A new book developed by Curtin University researchers has been launched today, describing 25 new species of invertebrates on Barrow Island and neighbouring areas in the North West of Australia.
Sponsored by Chevron Australia and published by the Western Australian Museum, The Terrestrial Invertebrate Fauna of Barrow Island now stands as one of the most comprehensive surveys of terrestrial invertebrates on any island in Australia.
The survey was directed by Curtin entomologists Professor Jonathan Majer, Dr Nihara Gunawardene and Dr Christopher Taylor, with the help of numerous taxonomists from Australia and around the world.
Professor Majer said the book, which is a result of eight years’ work on the island, was a fantastic achievement, describing 25 new species including a snail, two spiders, a silverfish and 21 flies, and one new genus of wolf spider.
“Within our unique surveillance program, 2,500 species were predicted to be living on the island, and we have already identified 2,400 of them,” Professor Majer said.
“We will never be able to identify all species, as many are coming and going, but we have come amazingly close.”
The project started in 2005, when the Curtin entomologists and 30 international taxonomists were commissioned to survey the terrestrial invertebrates on the island, as part of Chevron Australia’s obligations to protect the environment of Barrow Island and restrict introduced species.
Professor Majer said the team had to design a special sampling program involving traps and techniques to capture invertebrates from leaf matter, shrubs and the air.
“We had to develop sampling protocols for all parts of the island to ensure all fauna was surveyed at any given site, rather than just employing one technique as is usually done when sampling,” Professor Majer said.
The book comprises 22 scientific papers written by a total of 43 authors using data from more than 20 years of collecting. It includes a background into the Gorgon Gas Project and describes how the team carried out the baseline survey and designed the surveying program.

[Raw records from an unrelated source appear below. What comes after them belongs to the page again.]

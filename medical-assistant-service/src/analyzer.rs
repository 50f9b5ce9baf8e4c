use std::path::PathBuf;
use std::sync::Arc;
use tracing::{error, info, warn};

use crate::{
    error::AnalysisError,
    extract::{DocumentExtractor, join_pages},
    journal::AnalysisLog,
    llm::TextGenerator,
};

pub fn analysis_prompt(report_text: &str) -> String {
    format!(
        "Analyze the following pathology report and provide a structured response including:\n\
        1. Identified abnormalities\n\
        2. Possible risk factors\n\
        3. Recommended next steps\n\
        4. Suggested specialist doctor to consult\n\
        5. At-home remedies or lifestyle changes (if applicable)\n\n\
        Report:\n{}",
        report_text
    )
}

/// Extract → analyze → log for a single uploaded report.
///
/// Generation goes straight to the collaborator; reports are never cached.
pub struct ReportAnalyzer {
    source_path: PathBuf,
    extracted_text: String,
    extractor: Arc<dyn DocumentExtractor>,
    generator: Arc<dyn TextGenerator>,
    log: AnalysisLog,
}

impl ReportAnalyzer {
    pub fn new(
        source_path: impl Into<PathBuf>,
        extractor: Arc<dyn DocumentExtractor>,
        generator: Arc<dyn TextGenerator>,
        log: AnalysisLog,
    ) -> Self {
        Self {
            source_path: source_path.into(),
            extracted_text: String::new(),
            extractor,
            generator,
            log,
        }
    }

    pub fn extracted_text(&self) -> &str {
        &self.extracted_text
    }

    pub async fn extract_text(&mut self) -> Result<&str, AnalysisError> {
        let extractor = self.extractor.clone();
        let path = self.source_path.clone();
        let pages = tokio::task::spawn_blocking(move || extractor.extract_pages(&path))
            .await
            .map_err(|e| AnalysisError::Extraction(format!("extraction task failed: {}", e)))??;

        self.extracted_text = join_pages(&pages)?;
        info!(
            path = %self.source_path.display(),
            chars = self.extracted_text.len(),
            "Extracted report text"
        );
        Ok(&self.extracted_text)
    }

    pub async fn analyze(&self) -> Result<String, AnalysisError> {
        if self.extracted_text.is_empty() {
            return Err(AnalysisError::NoReadableText);
        }
        let response = self
            .generator
            .generate(&analysis_prompt(&self.extracted_text))
            .await?;
        Ok(response.trim().to_string())
    }

    /// Every analysis outcome is logged, including generation failures.
    pub async fn log_analysis(&self, result: &Result<String, AnalysisError>) -> std::io::Result<()> {
        let body = match result {
            Ok(analysis) => analysis.clone(),
            Err(e) => e.to_string(),
        };
        self.log.record(&body).await
    }

    pub async fn run(mut self) -> Result<String, AnalysisError> {
        info!(path = %self.source_path.display(), "Extracting text from pathology report");
        let extracted = self.extract_text().await.map(|text| text.len());
        if let Err(e) = extracted {
            warn!(path = %self.source_path.display(), error = %e, "Extraction failed");
            return Err(e);
        }

        info!("Analyzing report with LLM");
        let result = self.analyze().await;

        info!("Logging analysis result");
        if let Err(e) = self.log_analysis(&result).await {
            error!(error = %e, "Failed to write analysis log");
            if result.is_ok() {
                return Err(AnalysisError::Log(e));
            }
        }

        result
    }
}
use serde::{Deserialize, Serialize};

use crate::consultation::ConsultationStage;

#[derive(Debug, Serialize, Deserialize)]
pub struct ChatRequest {
    pub message: String,
    /// Conversation to continue. A new one is started when absent.
    pub session_id: Option<String>,
}

#[derive(Debug, Serialize, Deserialize)]
pub struct ChatResponse {
    pub session_id: String,
    pub response: String,
    pub stage: ConsultationStage,
}

#[derive(Debug, Serialize, Deserialize)]
pub struct AnalysisResponse {
    pub response: String,
}
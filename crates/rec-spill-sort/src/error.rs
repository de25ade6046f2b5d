use std::num::TryFromIntError;
use thiserror::Error;

pub type Result<T> = std::result::Result<T, SortError>;

#[derive(Debug, Error)]
pub enum SortError {
    #[error("{0}")]
    Message(String),
    #[error(transparent)]
    Io(#[from] std::io::Error),
    #[error(transparent)]
    TryFromInt(#[from] TryFromIntError),
    #[error("invalid sort configuration: {reason}")]
    InvalidConfig { reason: String },
    #[error("group of {group_len} records cannot fit into chunks of at most {max_chunk_len} records")]
    ChunkTooSmall {
        group_len: usize,
        max_chunk_len: usize,
    },
    #[error("run cleanup failed: {}", render_failure_list(.failures))]
    Cleanup { failures: Vec<SortError> },
    #[error("{}; cleanup also failed: {}", .source, render_failure_list(.cleanup))]
    WithCleanup {
        source: Box<SortError>,
        cleanup: Vec<SortError>,
    },
}

fn render_failure_list(failures: &[SortError]) -> String {
    failures
        .iter()
        .map(ToString::to_string)
        .collect::<Vec<_>>()
        .join("; ")
}

impl SortError {
    pub fn message(message: impl Into<String>) -> Self {
        Self::Message(message.into())
    }

    pub fn invalid_config(reason: impl Into<String>) -> Self {
        Self::InvalidConfig {
            reason: reason.into(),
        }
    }

    /// Attaches cleanup failures to a primary error. With no failures the
    /// primary passes through untouched.
    pub fn with_cleanup(primary: SortError, cleanup: Vec<SortError>) -> Self {
        if cleanup.is_empty() {
            primary
        } else {
            Self::WithCleanup {
                source: Box::new(primary),
                cleanup,
            }
        }
    }
}

#[cfg(test)]
mod tests {
    use super::*;

    #[test]
    fn with_cleanup_passes_primary_through_without_failures() {
        let error = SortError::with_cleanup(SortError::message("primary failure"), Vec::new());
        assert!(matches!(error, SortError::Message(_)));
        assert_eq!(error.to_string(), "primary failure");
    }

    #[test]
    fn with_cleanup_renders_primary_and_every_secondary_failure() {
        let error = SortError::with_cleanup(
            SortError::message("primary failure"),
            vec![
                SortError::message("first cleanup failure"),
                SortError::message("second cleanup failure"),
            ],
        );
        let message = error.to_string();
        assert!(message.contains("primary failure"));
        assert!(message.contains("first cleanup failure"));
        assert!(message.contains("second cleanup failure"));
    }

    #[test]
    fn cleanup_error_lists_every_failure() {
        let error = SortError::Cleanup {
            failures: vec![
                SortError::message("first close failure"),
                SortError::message("second close failure"),
            ],
        };
        let message = error.to_string();
        assert!(message.starts_with("run cleanup failed"));
        assert!(message.contains("first close failure"));
        assert!(message.contains("second close failure"));
    }

    #[test]
    fn chunk_too_small_names_group_size_and_bound() {
        let error = SortError::ChunkTooSmall {
            group_len: 5,
            max_chunk_len: 4,
        };
        let message = error.to_string();
        assert!(message.contains('5'));
        assert!(message.contains('4'));
    }

    #[test]
    fn invalid_config_names_the_offending_setting() {
        let message = SortError::invalid_config("run-size must be >= 1").to_string();
        assert!(message.contains("invalid sort configuration"));
        assert!(message.contains("run-size"));
    }
}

Professor Majer said having 25 new species described, recorded, and published in peer-reviewed scientific articles was a great accomplishment, with some of the species named after the researchers.
“Dr Gunawardene has a new long-legged fly named after her, Pseudoparentia niharae,” Professor Majer said.
“Some of the other already described species mentioned in this book have also used the names of the researchers involved, such as a thrips, Majerthrips barrow, and a plant bug, Gunawardenea linnaei – you can’t help but feel honoured to have a new thrips or a new plant bug named after you.”
The Terrestrial Invertebrate Fauna of Barrow Island volume will be launched this evening at the opening of Chevron Australia’s Big Bugs of Barrow photographic exhibition, which is open to the public daily until 22 November and is located in the foyer of the QV1 Building on St Georges Terrace, Perth.